Le public était bien présent au Monument-National pour marquer la présentation de ce deuxième spectacle intitulé Mehdi Bousaidan Live 2. Dès son arrivée sur scène, le jeune homme a confessé sa recherche du bonheur. «Je ne sais pas pour vous, mais moi je me demande souvent si je suis heureux.»

Pour y parvenir, l’humoriste est allé chercher sur internet la fameuse recette du bonheur. «La première étape pour être heureux, c’est de bien manger», a-t-il lancé. C’était l’occasion de déballer tout ce que le jeune homme pense des restaurants qu’il fréquente.

Le bonheur peut se trouver dans le sport. Bousaidan a alors dévoilé son intérêt pour le ski. «Oui, les Arabes font du ski!» a-t-il lancé tout en avouant que le sport, ce n’était pas trop pour lui. «J’ai essayé la course à pied, mais c’est plate.»

De quartier en quartier

Pas facile, donc, de trouver le bonheur. L’humoriste a expliqué avoir déménagé pour se changer les idées. Il a énuméré les différents quartiers de Montréal, utilisant pour chacun d’entre eux des clichés éculés, comme les Français du Plateau ou les pauvres à Hochelaga. «La voisine n’a pas pu faire son épicerie parce que le Couche-Tard était fermé.» Un numéro assez faible où l’on retiendra son imitation d’un film de Bollywood pour décrire le Parc-Extension.

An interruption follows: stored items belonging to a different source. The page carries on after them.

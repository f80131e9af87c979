// Copyright (c) 2025 autounlock developers
//
// Licensed under the Apache License, Version 2.0
// <LICENSE-APACHE or https://www.apache.org/licenses/LICENSE-2.0> or the MIT
// license <LICENSE-MIT or https://opensource.org/licenses/MIT>, at your
// option. All files in the project carrying such notice may not be copied,
// modified, or distributed except according to those terms.

use std::fmt;

use anyhow::Result;
use regex::Regex;
use tracing::trace;
use zeroize::{Zeroize, ZeroizeOnDrop};

use super::{CLOUD_PRIORITY, Fetch};
use crate::error::Error;

const SECRETS_PREFIX: &str = "aws-secrets://";
const SSM_PREFIX: &str = "aws-ssm://";
const LOCATION_PATTERN: &str = r"^([^:]+):([^@]+)@([^/]+)/(.+)$";

/// `accessKey:secretKey@region/resourceName`
#[derive(Eq, PartialEq, Zeroize, ZeroizeOnDrop)]
struct CloudLocation {
    access_key: String,
    secret_key: String,
    region: String,
    resource: String,
}

impl fmt::Debug for CloudLocation {
    fn fmt(&self, f: &mut fmt::Formatter<'_>) -> fmt::Result {
        f.debug_struct("CloudLocation")
            .field("region", &self.region)
            .field("resource", &self.resource)
            .finish_non_exhaustive()
    }
}

impl CloudLocation {
    fn parse(path: &str, prefix: &str) -> Result<Self> {
        let rest = path.strip_prefix(prefix).unwrap_or(path);
        let pattern = Regex::new(LOCATION_PATTERN)
            .map_err(|e| Error::Config(format!("invalid location pattern: {e}")))?;
        let captures = pattern.captures(rest).ok_or_else(|| {
            Error::Config(format!(
                "invalid {prefix} path, expected {prefix}accessKey:secretKey@region/name"
            ))
        })?;
        let group = |i: usize| {
            captures
                .get(i)
                .map(|m| m.as_str().to_string())
                .unwrap_or_default()
        };
        Ok(Self {
            access_key: group(1),
            secret_key: group(2),
            region: group(3),
            resource: group(4),
        })
    }
}

/// Reads a share from a secret in the cloud secret store
#[derive(Clone, Copy, Debug, Default)]
pub struct SecretStoreFetcher;

impl Fetch for SecretStoreFetcher {
    fn name(&self) -> &'static str {
        "aws-secrets"
    }

    fn matches(&self, path: &str) -> bool {
        path.starts_with(SECRETS_PREFIX)
    }

    fn priority(&self) -> i32 {
        CLOUD_PRIORITY
    }

    async fn fetch(&self, path: &str) -> Result<String> {
        use aws_sdk_secretsmanager::{
            Client, Config,
            config::{BehaviorVersion, Credentials, Region},
            error::DisplayErrorContext,
        };

        let location = CloudLocation::parse(path, SECRETS_PREFIX)?;
        trace!(region = %location.region, "Fetching secret");
        let config = Config::builder()
            .behavior_version(BehaviorVersion::latest())
            .region(Region::new(location.region.clone()))
            .credentials_provider(Credentials::new(
                location.access_key.clone(),
                location.secret_key.clone(),
                None,
                None,
                "autounlock",
            ))
            .build();
        let client = Client::from_conf(config);
        let output = client
            .get_secret_value()
            .secret_id(location.resource.clone())
            .send()
            .await
            .map_err(|e| Error::Fetch(format!("failed to get secret value: {}", DisplayErrorContext(&e))))?;
        let value = output
            .secret_string()
            .ok_or_else(|| Error::Fetch("secret string is empty".into()))?;
        Ok(value.trim().to_string())
    }
}

/// Reads a share from an encrypted parameter in the cloud parameter store
#[derive(Clone, Copy, Debug, Default)]
pub struct ParameterStoreFetcher;

impl Fetch for ParameterStoreFetcher {
    fn name(&self) -> &'static str {
        "aws-ssm"
    }

    fn matches(&self, path: &str) -> bool {
        path.starts_with(SSM_PREFIX)
    }

    fn priority(&self) -> i32 {
        CLOUD_PRIORITY
    }

    async fn fetch(&self, path: &str) -> Result<String> {
        use aws_sdk_ssm::{
            Client, Config,
            config::{BehaviorVersion, Credentials, Region},
            error::DisplayErrorContext,
        };

        let location = CloudLocation::parse(path, SSM_PREFIX)?;
        trace!(region = %location.region, "Fetching parameter");
        let config = Config::builder()
            .behavior_version(BehaviorVersion::latest())
            .region(Region::new(location.region.clone()))
            .credentials_provider(Credentials::new(
                location.access_key.clone(),
                location.secret_key.clone(),
                None,
                None,
                "autounlock",
            ))
            .build();
        let client = Client::from_conf(config);
        let output = client
            .get_parameter()
            .name(location.resource.clone())
            .with_decryption(true)
            .send()
            .await
            .map_err(|e| Error::Fetch(format!("failed to get parameter: {}", DisplayErrorContext(&e))))?;
        let value = output
            .parameter()
            .and_then(|parameter| parameter.value())
            .ok_or_else(|| Error::Fetch("parameter value is empty".into()))?;
        Ok(value.trim().to_string())
    }
}

#[cfg(test)]
mod test {
    use anyhow::Result;

    use super::{CloudLocation, ParameterStoreFetcher, SSM_PREFIX, SECRETS_PREFIX, SecretStoreFetcher};
    use crate::{
        error::{Error, classify},
        fetch::Fetch,
    };

    #[test]
    fn parse_works() -> Result<()> {
        let location = CloudLocation::parse(
            "aws-secrets://AKIAEXAMPLE:wJal/rXUtn+FEMI@us-west-2/unlock/share-2",
            SECRETS_PREFIX,
        )?;
        assert_eq!(location.access_key, "AKIAEXAMPLE");
        assert_eq!(location.secret_key, "wJal/rXUtn+FEMI");
        assert_eq!(location.region, "us-west-2");
        assert_eq!(location.resource, "unlock/share-2");
        Ok(())
    }

    #[test]
    fn debug_hides_credentials() -> Result<()> {
        let location = CloudLocation::parse("aws-ssm://AK:SK@eu-west-1/param", SSM_PREFIX)?;
        let debug = format!("{location:?}");
        assert!(debug.contains("eu-west-1"));
        assert!(!debug.contains("SK"));
        Ok(())
    }

    #[test]
    fn malformed_paths_are_config_errors() {
        for path in [
            "aws-ssm://no-credentials@us-east-1/p",
            "aws-ssm://ak:sk@us-east-1",
            "aws-ssm://ak:sk@us-east-1/",
            "aws-ssm://",
        ] {
            let err = CloudLocation::parse(path, SSM_PREFIX).unwrap_err();
            assert!(matches!(classify(&err), Some(Error::Config(_))), "{path}");
        }
    }

    #[test]
    fn matches_works() {
        assert!(SecretStoreFetcher.matches("aws-secrets://a:b@r/n"));
        assert!(!SecretStoreFetcher.matches("aws-ssm://a:b@r/n"));
        assert!(ParameterStoreFetcher.matches("aws-ssm://a:b@r/n"));
        assert!(!ParameterStoreFetcher.matches("aws-secrets://a:b@r/n"));
    }
}
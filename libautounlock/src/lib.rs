// Copyright (c) 2025 autounlock developers
//
// Licensed under the Apache License, Version 2.0
// <LICENSE-APACHE or https://www.apache.org/licenses/LICENSE-2.0> or the MIT
// license <LICENSE-MIT or https://opensource.org/licenses/MIT>, at your
// option. All files in the project carrying such notice may not be copied,
// modified, or distributed except according to those terms.

//! Unattended array unlock from threshold-shared key material.
//!
//! A random wrapping key is split into signed shares, any `threshold` of
//! which recover it.  The keyfile that opens the array is sealed under the
//! wrapping key.  At boot the shares are gathered from wherever the operator
//! put them (web servers, DNS, cloud secret stores, object storage), the
//! wrapping key is rebuilt and checked, and the keyfile is recovered just
//! long enough to start the array.
//!
//! ```no_run
//! # use std::sync::Arc;
//! # use anyhow::Result;
//! # use libautounlock::{ArrayHost, FetcherRegistry, KeyfileTester, TokioClock, UnlockOptions, Workflow, WorkflowPaths};
//! # async fn example<H: ArrayHost, T: KeyfileTester>(host: H, tester: T) -> Result<()> {
//! let paths = WorkflowPaths::builder()
//!     .config("/boot/config/plugins/auto-unlock/config.txt")
//!     .state("/boot/config/plugins/auto-unlock/state.json")
//!     .keyfile("/root/keyfile")
//!     .encrypted_file("/boot/config/plugins/auto-unlock/unlock.enc")
//!     .build();
//! let workflow = Workflow::builder()
//!     .paths(paths)
//!     .registry(Arc::new(FetcherRegistry::with_defaults()))
//!     .host(host)
//!     .tester(tester)
//!     .clock(TokioClock)
//!     .build();
//! workflow.prechecks().await?;
//! workflow.unlock(UnlockOptions::builder().build()).await?;
//! # Ok(())
//! # }
//! ```

mod clock;
mod collect;
mod constants;
mod envelope;
mod error;
mod fetch;
mod host;
mod primitives;
mod share;
mod state;
mod utils;
mod workflow;

pub use self::clock::{Clock, TokioClock};
pub use self::collect::ShareCollector;
pub use self::constants::{
    ARRAY_RETRY_DELAY, ARRAY_STATUS_TIMEOUT, ARRAY_TIMEOUT, DEFAULT_RETRY_DELAY_SECS,
    DEFAULT_SERVER_TIMEOUT_SECS, ENCRYPTION_KEY_BYTES, MAX_HTTP_RESPONSE_BYTES, MAX_PADDING_LENGTH,
    MAX_SHARES, MIN_PADDING_LENGTH, NONCE_BYTES, SIGNATURE_BYTES, START_RETRY_DELAY,
    STATUS_STARTED, STATUS_STOPPED,
};
pub use self::envelope::{Envelope, decrypt_file, encrypt_file, open_envelope, seal_envelope};
pub use self::error::{Error, classify};
pub use self::fetch::{
    CLOUD_PRIORITY, DNS_PRIORITY, DnsFetcher, Fetch, Fetcher, FetcherRegistry, HTTP_PRIORITY,
    HttpFetcher, OBJECT_PRIORITY, ObjectFetcher, ParameterStoreFetcher, SecretStoreFetcher,
};
pub use self::host::{ArrayHost, KeyfileTester, wait_for_array_status, wait_for_readiness};
pub use self::primitives::{random_bytes, sign_share, verify_share};
pub use self::share::{
    KeyShare, SHARE_PAYLOAD_BYTES, SharedSecret, combine_secret, create_secret, encode_share,
    get_share,
};
pub use self::state::{PersistedState, read_share_paths};
pub use self::workflow::{SetupReport, UnlockOptions, Workflow, WorkflowPaths};
// Copyright (c) 2025 autounlock developers
//
// Licensed under the Apache License, Version 2.0
// <LICENSE-APACHE or https://www.apache.org/licenses/LICENSE-2.0> or the MIT
// license <LICENSE-MIT or https://opensource.org/licenses/MIT>, at your
// option. All files in the project carrying such notice may not be copied,
// modified, or distributed except according to those terms.

use anyhow::{Context, Result};
use hickory_resolver::TokioAsyncResolver;
use tracing::trace;

use super::{DNS_PRIORITY, Fetch};
use crate::error::Error;

const PREFIX: &str = "dns:";

/// Reads a share from the TXT records of `dns:<domain>`
#[derive(Clone, Copy, Debug, Default)]
pub struct DnsFetcher;

impl DnsFetcher {
    fn domain(path: &str) -> Result<&str> {
        let domain = path.strip_prefix(PREFIX).unwrap_or(path).trim();
        if domain.is_empty() {
            return Err(Error::Config("dns path has no domain".into()).into());
        }
        Ok(domain)
    }
}

impl Fetch for DnsFetcher {
    fn name(&self) -> &'static str {
        "dns"
    }

    fn matches(&self, path: &str) -> bool {
        path.starts_with(PREFIX)
    }

    fn priority(&self) -> i32 {
        DNS_PRIORITY
    }

    async fn fetch(&self, path: &str) -> Result<String> {
        let domain = Self::domain(path)?;
        let resolver = TokioAsyncResolver::tokio_from_system_conf()
            .with_context(|| Error::Fetch("failed to load system resolver configuration".into()))?;
        let lookup = resolver
            .txt_lookup(domain)
            .await
            .with_context(|| Error::Fetch("TXT lookup failed".into()))?;

        trace!(records = lookup.iter().count(), "Resolved TXT records");
        Ok(join_txt(
            lookup
                .iter()
                .flat_map(|record| record.txt_data().iter().map(|part| &part[..])),
        ))
    }
}

/// Concatenate TXT character strings with no delimiter.  No data yields an
/// empty share, which then fails verification.
fn join_txt<'a, I>(parts: I) -> String
where
    I: IntoIterator<Item = &'a [u8]>,
{
    let bytes: Vec<u8> = parts.into_iter().flatten().copied().collect();
    String::from_utf8_lossy(&bytes).into_owned()
}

Justement, en ce qui concerne les imitations, Bousaidan s’en est donné à cœur joie. L’accent haïtien a été l’occasion de parler d’un voyage coloré aux Caraïbes. Hilarante aussi, son imitation de l’accent allemand. Les numéros se sont succédé dans une atmosphère bon enfant.

L’amour et le bonheur, deux états qui vont souvent bien ensemble, mais l’humoriste a avoué être vraiment pourri en la matière. «J’ai toujours la phrase de trop», a-t-il dit.

L’humoriste a donné un beau moment lorsqu’il a pastiché une émission de télévision française. Avec l’accent hexagonal, l’animateur a énuméré des titres de livres à lire comme Les filles de Khaled ou Tolstoïry deux et trois.

Faussement inoffensif, l’humour de Bousaidan a ceci de particulier qu’il touche parfois là où ça fait mal. À travers ses anecdotes, il nous a parlé en filigrane de racisme, d’homophobie et de misogynie.

Il a terminé le spectacle par une session de musique. Avec l’aide du public, il a improvisé une chanson de hip-hop très drôle. Au final, on ne sait pas si Bousaidan a trouvé le bonheur à la fin de cette soirée, mais une chose est certaine, l’auditoire était, lui, très heureux.